*** DATA UNDER STUDY ***

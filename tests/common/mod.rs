#![allow(dead_code)]

use async_trait::async_trait;
use pagcompleto_processor::error::GatewayError;
use pagcompleto_processor::models::{FormattedChargeRequest, GatewayResponse, Order};
use pagcompleto_processor::services::ChargeGateway;
use parking_lot::Mutex;
use serde_json::Value;
use std::collections::HashMap;

pub const TOKEN: &str = "test-token";

/// A pending credit-card order that passes validation.
pub fn order(id: i64) -> Order {
    Order {
        id,
        total_amount: 100.0 + id as f64,
        freight_amount: 15.0,
        created_at: None,
        customer_id: 500 + id,
        store_id: 1,
        payment_id: 900 + id,
        payment_method_id: 3,
        payment_method: Some("Cartão de Crédito".to_string()),
        installments: Some(1),
        card_number: Some("4111-1111-1111-1111".to_string()),
        card_holder_name: Some("Cliente Teste".to_string()),
        card_cvv: Some("123".to_string()),
        card_expiry: Some("05/2030".to_string()),
        customer_name: Some("Cliente Teste".to_string()),
        customer_document: Some("12345678901".to_string()),
        customer_email: Some("teste@exemplo.com".to_string()),
        person_type: Some("F".to_string()),
        endpoint: Some("https://pagcompleto.test".to_string()),
    }
}

#[derive(Debug, Clone)]
pub enum Reply {
    Json(Value),
    Unreachable,
    Malformed,
}

#[derive(Debug, Clone)]
pub struct Call {
    pub endpoint: String,
    pub access_token: String,
    pub request: FormattedChargeRequest,
}

/// Gateway double answering each order id with a scripted reply.
#[derive(Default)]
pub struct ScriptedGateway {
    replies: Mutex<HashMap<i64, Reply>>,
    calls: Mutex<Vec<Call>>,
}

impl ScriptedGateway {
    pub fn new() -> Self {
        Self::default()
    }

    pub fn reply(self, order_id: i64, reply: Reply) -> Self {
        self.replies.lock().insert(order_id, reply);
        self
    }

    pub fn calls(&self) -> Vec<Call> {
        self.calls.lock().clone()
    }
}

#[async_trait]
impl ChargeGateway for ScriptedGateway {
    async fn charge(
        &self,
        endpoint: &str,
        access_token: &str,
        request: &FormattedChargeRequest,
    ) -> Result<GatewayResponse, GatewayError> {
        self.calls.lock().push(Call {
            endpoint: endpoint.to_string(),
            access_token: access_token.to_string(),
            request: request.clone(),
        });

        let reply = self.replies.lock().get(&request.external_order_id).cloned();
        match reply {
            Some(Reply::Json(value)) => GatewayResponse::from_value(value),
            Some(Reply::Malformed) => Err(GatewayError::Protocol("not json".to_string())),
            Some(Reply::Unreachable) | None => {
                Err(GatewayError::Transport("connection refused".to_string()))
            }
        }
    }
}
//! Charges pending credit-card orders through the PAGCOMPLETO gateway and
//! writes the outcome back to the store database.
//!
//! The pipeline is [`services::PaymentProcessor`]: it fetches pending orders
//! from a [`store::PaymentStore`], builds and validates a gateway request for
//! each one, charges it through a [`services::ChargeGateway`] and records the
//! new order status.

pub mod app;
pub mod error;
pub mod handlers;
pub mod models;
pub mod services;
pub mod store;
pub mod utils;
use thiserror::Error;

/// Rejection produced by the payment validator. The display text is shown
/// verbatim in the batch report.
#[derive(Debug, Clone, PartialEq, Eq, Error)]
pub enum ValidationError {
    #[error("Campo obrigatório ausente: {0}")]
    MissingField(&'static str),
    #[error("Número do cartão inválido")]
    InvalidCardNumber,
    #[error("CVV inválido")]
    InvalidCvv,
    #[error("Data de validade do cartão inválida")]
    InvalidExpiry,
    #[error("E-mail do cliente inválido")]
    InvalidEmail,
    #[error("CPF do cliente inválido")]
    InvalidCpf,
}

/// Failure talking to the payment gateway.
#[derive(Debug, Error)]
pub enum GatewayError {
    /// The gateway could not be reached (DNS, connect, TLS, timeout).
    #[error("gateway unreachable: {0}")]
    Transport(String),
    /// The gateway answered but the body is not a JSON object.
    #[error("malformed gateway payload: {0}")]
    Protocol(String),
}

impl GatewayError {
    pub fn is_transport(&self) -> bool {
        matches!(self, GatewayError::Transport(_))
    }
}

impl From<reqwest::Error> for GatewayError {
    fn from(e: reqwest::Error) -> Self {
        // the URL carries the access token
        let e = e.without_url();
        if e.is_decode() {
            GatewayError::Protocol(e.to_string())
        } else {
            GatewayError::Transport(e.to_string())
        }
    }
}

#[derive(Debug, Error)]
pub enum StoreError {
    #[error("database unavailable: {0}")]
    Connection(String),
    #[error("statement failed: {0}")]
    Statement(String),
}

impl From<sqlx::Error> for StoreError {
    fn from(e: sqlx::Error) -> Self {
        match e {
            sqlx::Error::Io(_)
            | sqlx::Error::Tls(_)
            | sqlx::Error::PoolTimedOut
            | sqlx::Error::PoolClosed
            | sqlx::Error::WorkerCrashed => StoreError::Connection(e.to_string()),
            other => StoreError::Statement(other.to_string()),
        }
    }
}

/// Why an order could not be turned into a charge request.
#[derive(Debug, Error)]
pub enum FormatError {
    #[error(transparent)]
    Validation(#[from] ValidationError),
    #[error(transparent)]
    Store(#[from] StoreError),
}

/// Failure that aborts a whole batch before any order is charged.
#[derive(Debug, Error)]
pub enum BatchError {
    #[error("falha ao buscar pedidos pendentes")]
    FetchPendingOrders(#[source] StoreError),
}

#[derive(Debug, Error)]
pub enum ConfigError {
    #[error("failed to read config file {path}: {source}")]
    Read {
        path: String,
        #[source]
        source: std::io::Error,
    },
    #[error("invalid config file: {0}")]
    Parse(#[from] toml::de::Error),
    #[error("missing required setting {0}")]
    Missing(&'static str),
    #[error("invalid value for {key}: {value}")]
    Invalid { key: &'static str, value: String },
}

*** End of DATA UNDER STUDY ***

EXERCISE PROMPT:
Output each line of the records above exactly.

RESULT OF THE EXERCISE:
filename tests/common/mod.rs
#![allow(dead_code)]

use async_trait::async_trait;
use pagcompleto_processor::error::GatewayError;
use pagcompleto_processor::models::{FormattedChargeRequest, GatewayResponse, Order};
use pagcompleto_processor::services::ChargeGateway;
use parking_lot::Mutex;
use serde_json::Value;
use std::collections::HashMap;

pub const TOKEN: &str = "test-token";

/// A pending credit-card order that passes validation.
pub fn order(id: i64) -> Order {
    Order {
        id,
        total_amount: 100.0 + id as f64,
        freight_amount: 15.0,
        created_at: None,
        customer_id: 500 + id,
        store_id: 1,
        payment_id: 900 + id,
        payment_method_id: 3,
        payment_method: Some("Cartão de Crédito".to_string()),
        installments: Some(1),
        card_number: Some("4111-1111-1111-1111".to_string()),
        card_holder_name: Some("Cliente Teste".to_string()),
        card_cvv: Some("123".to_string()),
        card_expiry: Some("05/2030".to_string()),
        customer_name: Some("Cliente Teste".to_string()),
        customer_document: Some("12345678901".to_string()),
        customer_email: Some("teste@exemplo.com".to_string()),
        person_type: Some("F".to_string()),
        endpoint: Some("https://pagcompleto.test".to_string()),
    }
}

#[derive(Debug, Clone)]
pub enum Reply {
    Json(Value),
    Unreachable,
    Malformed,
}

#[derive(Debug, Clone)]
pub struct Call {
    pub endpoint: String,
    pub access_token: String,
    pub request: FormattedChargeRequest,
}

/// Gateway double answering each order id with a scripted reply.
#[derive(Default)]
pub struct ScriptedGateway {
    replies: Mutex<HashMap<i64, Reply>>,
    calls: Mutex<Vec<Call>>,
}

impl ScriptedGateway {
    pub fn new() -> Self {
        Self::default()
    }

    pub fn reply(self, order_id: i64, reply: Reply) -> Self {
        self.replies.lock().insert(order_id, reply);
        self
    }

    pub fn calls(&self) -> Vec<Call> {
        self.calls.lock().clone()
    }
}

#[async_trait]
impl ChargeGateway for ScriptedGateway {
    async fn charge(
        &self,
        endpoint: &str,
        access_token: &str,
        request: &FormattedChargeRequest,
    ) -> Result<GatewayResponse, GatewayError> {
        self.calls.lock().push(Call {
            endpoint: endpoint.to_string(),
            access_token: access_token.to_string(),
            request: request.clone(),
        });

        let reply = self.replies.lock().get(&request.external_order_id).cloned();
        match reply {
            Some(Reply::Json(value)) => GatewayResponse::from_value(value),
            Some(Reply::Malformed) => Err(GatewayError::Protocol("not json".to_string())),
            Some(Reply::Unreachable) | None => {
                Err(GatewayError::Transport("connection refused".to_string()))
            }
        }
    }
}
//! Charges pending credit-card orders through the PAGCOMPLETO gateway and
//! writes the outcome back to the store database.
//!
//! The pipeline is [`services::PaymentProcessor`]: it fetches pending orders
//! from a [`store::PaymentStore`], builds and validates a gateway request for
//! each one, charges it through a [`services::ChargeGateway`] and records the
//! new order status.

pub mod app;
pub mod error;
pub mod handlers;
pub mod models;
pub mod services;
pub mod store;
pub mod utils;
use thiserror::Error;

/// Rejection produced by the payment validator. The display text is shown
/// verbatim in the batch report.
#[derive(Debug, Clone, PartialEq, Eq, Error)]
pub enum ValidationError {
    #[error("Campo obrigatório ausente: {0}")]
    MissingField(&'static str),
    #[error("Número do cartão inválido")]
    InvalidCardNumber,
    #[error("CVV inválido")]
    InvalidCvv,
    #[error("Data de validade do cartão inválida")]
    InvalidExpiry,
    #[error("E-mail do cliente inválido")]
    InvalidEmail,
    #[error("CPF do cliente inválido")]
    InvalidCpf,
}

/// Failure talking to the payment gateway.
#[derive(Debug, Error)]
pub enum GatewayError {
    /// The gateway could not be reached (DNS, connect, TLS, timeout).
    #[error("gateway unreachable: {0}")]
    Transport(String),
    /// The gateway answered but the body is not a JSON object.
    #[error("malformed gateway payload: {0}")]
    Protocol(String),
}

impl GatewayError {
    pub fn is_transport(&self) -> bool {
        matches!(self, GatewayError::Transport(_))
    }
}

impl From<reqwest::Error> for GatewayError {
    fn from(e: reqwest::Error) -> Self {
        // the URL carries the access token
        let e = e.without_url();
        if e.is_decode() {
            GatewayError::Protocol(e.to_string())
        } else {
            GatewayError::Transport(e.to_string())
        }
    }
}

#[derive(Debug, Error)]
pub enum StoreError {
    #[error("database unavailable: {0}")]
    Connection(String),
    #[error("statement failed: {0}")]
    Statement(String),
}

impl From<sqlx::Error> for StoreError {
    fn from(e: sqlx::Error) -> Self {
        match e {
            sqlx::Error::Io(_)
            | sqlx::Error::Tls(_)
            | sqlx::Error::PoolTimedOut
            | sqlx::Error::PoolClosed
            | sqlx::Error::WorkerCrashed => StoreError::Connection(e.to_string()),
            other => StoreError::Statement(other.to_string()),
        }
    }
}

/// Why an order could not be turned into a charge request.
#[derive(Debug, Error)]
pub enum FormatError {
    #[error(transparent)]
    Validation(#[from] ValidationError),
    #[error(transparent)]
    Store(#[from] StoreError),
}

/// Failure that aborts a whole batch before any order is charged.
#[derive(Debug, Error)]
pub enum BatchError {
    #[error("falha ao buscar pedidos pendentes")]
    FetchPendingOrders(#[source] StoreError),
}

#[derive(Debug, Error)]
pub enum ConfigError {
    #[error("failed to read config file {path}: {source}")]
    Read {
        path: String,
        #[source]
        source: std::io::Error,
    },
    #[error("invalid config file: {0}")]
    Parse(#[from] toml::de::Error),
    #[error("missing required setting {0}")]
    Missing(&'static str),
    #[error("invalid value for {key}: {value}")]
    Invalid { key: &'static str, value: String },
}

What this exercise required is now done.